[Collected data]
=== Section Start ===

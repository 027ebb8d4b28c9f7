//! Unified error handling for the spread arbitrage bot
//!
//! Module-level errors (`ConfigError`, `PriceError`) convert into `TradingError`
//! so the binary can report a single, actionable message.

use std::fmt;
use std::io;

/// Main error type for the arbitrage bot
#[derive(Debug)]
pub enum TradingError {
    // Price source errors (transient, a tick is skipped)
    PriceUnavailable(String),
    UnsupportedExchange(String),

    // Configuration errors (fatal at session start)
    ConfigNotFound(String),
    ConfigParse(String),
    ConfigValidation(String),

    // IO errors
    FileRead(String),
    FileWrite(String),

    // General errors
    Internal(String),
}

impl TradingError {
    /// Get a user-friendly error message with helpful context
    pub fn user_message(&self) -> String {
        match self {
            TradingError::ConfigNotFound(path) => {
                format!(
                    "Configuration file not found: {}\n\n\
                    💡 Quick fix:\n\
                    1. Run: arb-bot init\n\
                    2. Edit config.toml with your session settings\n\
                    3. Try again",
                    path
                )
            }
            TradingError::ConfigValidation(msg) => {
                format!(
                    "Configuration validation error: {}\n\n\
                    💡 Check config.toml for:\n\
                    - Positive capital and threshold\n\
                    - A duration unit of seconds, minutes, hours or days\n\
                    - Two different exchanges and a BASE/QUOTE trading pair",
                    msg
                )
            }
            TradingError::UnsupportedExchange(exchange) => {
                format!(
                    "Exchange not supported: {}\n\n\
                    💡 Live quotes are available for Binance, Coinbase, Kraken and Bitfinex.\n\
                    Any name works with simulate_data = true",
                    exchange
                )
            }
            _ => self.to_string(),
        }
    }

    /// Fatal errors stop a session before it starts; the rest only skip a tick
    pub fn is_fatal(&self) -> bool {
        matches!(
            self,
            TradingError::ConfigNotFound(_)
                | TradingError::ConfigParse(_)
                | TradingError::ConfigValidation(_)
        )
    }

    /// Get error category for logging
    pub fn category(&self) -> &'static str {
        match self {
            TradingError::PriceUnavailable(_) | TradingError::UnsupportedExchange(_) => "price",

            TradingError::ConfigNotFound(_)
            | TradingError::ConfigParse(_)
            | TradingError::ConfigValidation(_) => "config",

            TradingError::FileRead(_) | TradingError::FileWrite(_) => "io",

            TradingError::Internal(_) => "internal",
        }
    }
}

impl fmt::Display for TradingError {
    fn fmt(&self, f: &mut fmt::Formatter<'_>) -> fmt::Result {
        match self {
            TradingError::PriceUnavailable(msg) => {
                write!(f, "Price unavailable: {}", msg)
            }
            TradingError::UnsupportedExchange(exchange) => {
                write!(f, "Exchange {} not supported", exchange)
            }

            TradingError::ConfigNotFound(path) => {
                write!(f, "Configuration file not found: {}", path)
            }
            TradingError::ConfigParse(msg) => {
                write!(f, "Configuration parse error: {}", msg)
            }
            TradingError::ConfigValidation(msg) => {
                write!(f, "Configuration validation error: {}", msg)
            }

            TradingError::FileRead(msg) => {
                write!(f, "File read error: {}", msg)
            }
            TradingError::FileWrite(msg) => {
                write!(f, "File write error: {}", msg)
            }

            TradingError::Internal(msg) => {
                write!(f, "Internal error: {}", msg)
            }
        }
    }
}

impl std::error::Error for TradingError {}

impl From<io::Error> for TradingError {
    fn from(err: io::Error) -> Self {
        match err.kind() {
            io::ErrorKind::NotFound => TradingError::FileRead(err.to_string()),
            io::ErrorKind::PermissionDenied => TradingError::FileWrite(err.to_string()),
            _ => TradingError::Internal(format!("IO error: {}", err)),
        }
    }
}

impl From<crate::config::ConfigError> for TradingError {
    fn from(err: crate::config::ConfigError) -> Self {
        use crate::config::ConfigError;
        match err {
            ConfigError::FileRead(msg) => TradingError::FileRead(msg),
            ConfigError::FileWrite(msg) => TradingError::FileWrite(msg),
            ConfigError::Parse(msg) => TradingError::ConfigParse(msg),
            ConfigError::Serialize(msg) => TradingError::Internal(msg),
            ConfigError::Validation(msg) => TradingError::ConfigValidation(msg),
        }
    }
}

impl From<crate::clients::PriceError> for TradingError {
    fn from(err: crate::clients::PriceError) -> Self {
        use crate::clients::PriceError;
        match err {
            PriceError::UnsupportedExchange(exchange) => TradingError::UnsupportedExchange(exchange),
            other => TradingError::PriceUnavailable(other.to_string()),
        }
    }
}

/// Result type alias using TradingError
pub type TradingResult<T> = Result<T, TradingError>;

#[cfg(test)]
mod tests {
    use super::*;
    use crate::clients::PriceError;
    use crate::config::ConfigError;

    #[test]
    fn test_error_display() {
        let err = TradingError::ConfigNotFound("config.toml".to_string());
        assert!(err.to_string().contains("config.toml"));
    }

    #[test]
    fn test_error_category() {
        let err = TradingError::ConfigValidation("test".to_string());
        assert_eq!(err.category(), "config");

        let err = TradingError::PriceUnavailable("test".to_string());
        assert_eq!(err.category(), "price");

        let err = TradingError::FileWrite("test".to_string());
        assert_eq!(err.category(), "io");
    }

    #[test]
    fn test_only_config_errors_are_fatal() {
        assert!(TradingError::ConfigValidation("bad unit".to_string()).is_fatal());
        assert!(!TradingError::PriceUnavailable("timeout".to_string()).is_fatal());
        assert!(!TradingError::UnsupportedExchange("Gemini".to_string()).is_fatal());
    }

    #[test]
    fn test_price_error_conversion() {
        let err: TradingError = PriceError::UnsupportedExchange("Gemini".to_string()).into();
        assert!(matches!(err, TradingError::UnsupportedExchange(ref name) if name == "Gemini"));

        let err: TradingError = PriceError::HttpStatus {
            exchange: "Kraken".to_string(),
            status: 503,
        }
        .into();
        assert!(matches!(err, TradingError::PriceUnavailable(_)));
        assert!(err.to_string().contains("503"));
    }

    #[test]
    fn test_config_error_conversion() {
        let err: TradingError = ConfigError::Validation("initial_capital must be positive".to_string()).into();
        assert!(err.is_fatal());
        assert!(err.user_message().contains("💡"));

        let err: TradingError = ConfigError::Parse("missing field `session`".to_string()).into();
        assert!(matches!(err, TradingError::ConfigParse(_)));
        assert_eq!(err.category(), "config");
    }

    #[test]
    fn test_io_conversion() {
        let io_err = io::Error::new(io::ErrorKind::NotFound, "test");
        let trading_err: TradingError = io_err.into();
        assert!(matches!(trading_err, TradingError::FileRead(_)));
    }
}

=== Section End ===

- [ASSIGNED TASK]:
Repeat each line of the data exactly, missing none.

- [TASK ANSWER]:
repository 027ebb8d4b28c9f7
//! Unified error handling for the spread arbitrage bot
//!
//! Module-level errors (`ConfigError`, `PriceError`) convert into `TradingError`
//! so the binary can report a single, actionable message.

use std::fmt;
use std::io;

/// Main error type for the arbitrage bot
#[derive(Debug)]
pub enum TradingError {
    // Price source errors (transient, a tick is skipped)
    PriceUnavailable(String),
    UnsupportedExchange(String),

    // Configuration errors (fatal at session start)
    ConfigNotFound(String),
    ConfigParse(String),
    ConfigValidation(String),

    // IO errors
    FileRead(String),
    FileWrite(String),

    // General errors
    Internal(String),
}

impl TradingError {
    /// Get a user-friendly error message with helpful context
    pub fn user_message(&self) -> String {
        match self {
            TradingError::ConfigNotFound(path) => {
                format!(
                    "Configuration file not found: {}\n\n\
                    💡 Quick fix:\n\
                    1. Run: arb-bot init\n\
                    2. Edit config.toml with your session settings\n\
                    3. Try again",
                    path
                )
            }
            TradingError::ConfigValidation(msg) => {
                format!(
                    "Configuration validation error: {}\n\n\
                    💡 Check config.toml for:\n\
                    - Positive capital and threshold\n\
                    - A duration unit of seconds, minutes, hours or days\n\
                    - Two different exchanges and a BASE/QUOTE trading pair",
                    msg
                )
            }
            TradingError::UnsupportedExchange(exchange) => {
                format!(
                    "Exchange not supported: {}\n\n\
                    💡 Live quotes are available for Binance, Coinbase, Kraken and Bitfinex.\n\
                    Any name works with simulate_data = true",
                    exchange
                )
            }
            _ => self.to_string(),
        }
    }

    /// Fatal errors stop a session before it starts; the rest only skip a tick
    pub fn is_fatal(&self) -> bool {
        matches!(
            self,
            TradingError::ConfigNotFound(_)
                | TradingError::ConfigParse(_)
                | TradingError::ConfigValidation(_)
        )
    }

    /// Get error category for logging
    pub fn category(&self) -> &'static str {
        match self {
            TradingError::PriceUnavailable(_) | TradingError::UnsupportedExchange(_) => "price",

            TradingError::ConfigNotFound(_)
            | TradingError::ConfigParse(_)
            | TradingError::ConfigValidation(_) => "config",

            TradingError::FileRead(_) | TradingError::FileWrite(_) => "io",

            TradingError::Internal(_) => "internal",
        }
    }
}

impl fmt::Display for TradingError {
    fn fmt(&self, f: &mut fmt::Formatter<'_>) -> fmt::Result {
        match self {
            TradingError::PriceUnavailable(msg) => {
                write!(f, "Price unavailable: {}", msg)
            }
            TradingError::UnsupportedExchange(exchange) => {
                write!(f, "Exchange {} not supported", exchange)
            }

            TradingError::ConfigNotFound(path) => {
                write!(f, "Configuration file not found: {}", path)
            }
            TradingError::ConfigParse(msg) => {
                write!(f, "Configuration parse error: {}", msg)
            }
            TradingError::ConfigValidation(msg) => {
                write!(f, "Configuration validation error: {}", msg)
            }

            TradingError::FileRead(msg) => {
                write!(f, "File read error: {}", msg)
            }
            TradingError::FileWrite(msg) => {
                write!(f, "File write error: {}", msg)
            }

            TradingError::Internal(msg) => {
                write!(f, "Internal error: {}", msg)
            }
        }
    }
}

impl std::error::Error for TradingError {}

impl From<io::Error> for TradingError {
    fn from(err: io::Error) -> Self {
        match err.kind() {
            io::ErrorKind::NotFound => TradingError::FileRead(err.to_string()),
            io::ErrorKind::PermissionDenied => TradingError::FileWrite(err.to_string()),
            _ => TradingError::Internal(format!("IO error: {}", err)),
        }
    }
}

impl From<crate::config::ConfigError> for TradingError {
    fn from(err: crate::config::ConfigError) -> Self {
        use crate::config::ConfigError;
        match err {
            ConfigError::FileRead(msg) => TradingError::FileRead(msg),
            ConfigError::FileWrite(msg) => TradingError::FileWrite(msg),
            ConfigError::Parse(msg) => TradingError::ConfigParse(msg),
            ConfigError::Serialize(msg) => TradingError::Internal(msg),
            ConfigError::Validation(msg) => TradingError::ConfigValidation(msg),
        }
    }
}

impl From<crate::clients::PriceError> for TradingError {
    fn from(err: crate::clients::PriceError) -> Self {
        use crate::clients::PriceError;
        match err {
            PriceError::UnsupportedExchange(exchange) => TradingError::UnsupportedExchange(exchange),
            other => TradingError::PriceUnavailable(other.to_string()),
        }
    }
}

/// Result type alias using TradingError
pub type TradingResult<T> = Result<T, TradingError>;

#[cfg(test)]
mod tests {
    use super::*;
    use crate::clients::PriceError;
    use crate::config::ConfigError;

    #[test]
    fn test_error_display() {
        let err = TradingError::ConfigNotFound("config.toml".to_string());
        assert!(err.to_string().contains("config.toml"));
    }

    #[test]
    fn test_error_category() {
        let err = TradingError::ConfigValidation("test".to_string());
        assert_eq!(err.category(), "config");

        let err = TradingError::PriceUnavailable("test".to_string());
        assert_eq!(err.category(), "price");

        let err = TradingError::FileWrite("test".to_string());
        assert_eq!(err.category(), "io");
    }

    #[test]
    fn test_only_config_errors_are_fatal() {
        assert!(TradingError::ConfigValidation("bad unit".to_string()).is_fatal());
        assert!(!TradingError::PriceUnavailable("timeout".to_string()).is_fatal());
        assert!(!TradingError::UnsupportedExchange("Gemini".to_string()).is_fatal());
    }

    #[test]
    fn test_price_error_conversion() {
        let err: TradingError = PriceError::UnsupportedExchange("Gemini".to_string()).into();
        assert!(matches!(err, TradingError::UnsupportedExchange(ref name) if name == "Gemini"));

        let err: TradingError = PriceError::HttpStatus {
            exchange: "Kraken".to_string(),
            status: 503,
        }
        .into();
        assert!(matches!(err, TradingError::PriceUnavailable(_)));
        assert!(err.to_string().contains("503"));
    }

    #[test]
    fn test_config_error_conversion() {
        let err: TradingError = ConfigError::Validation("initial_capital must be positive".to_string()).into();
        assert!(err.is_fatal());
        assert!(err.user_message().contains("💡"));

        let err: TradingError = ConfigError::Parse("missing field `session`".to_string()).into();
        assert!(matches!(err, TradingError::ConfigParse(_)));
        assert_eq!(err.category(), "config");
    }

    #[test]
    fn test_io_conversion() {
        let io_err = io::Error::new(io::ErrorKind::NotFound, "test");
        let trading_err: TradingError = io_err.into();
        assert!(matches!(trading_err, TradingError::FileRead(_)));
    }
}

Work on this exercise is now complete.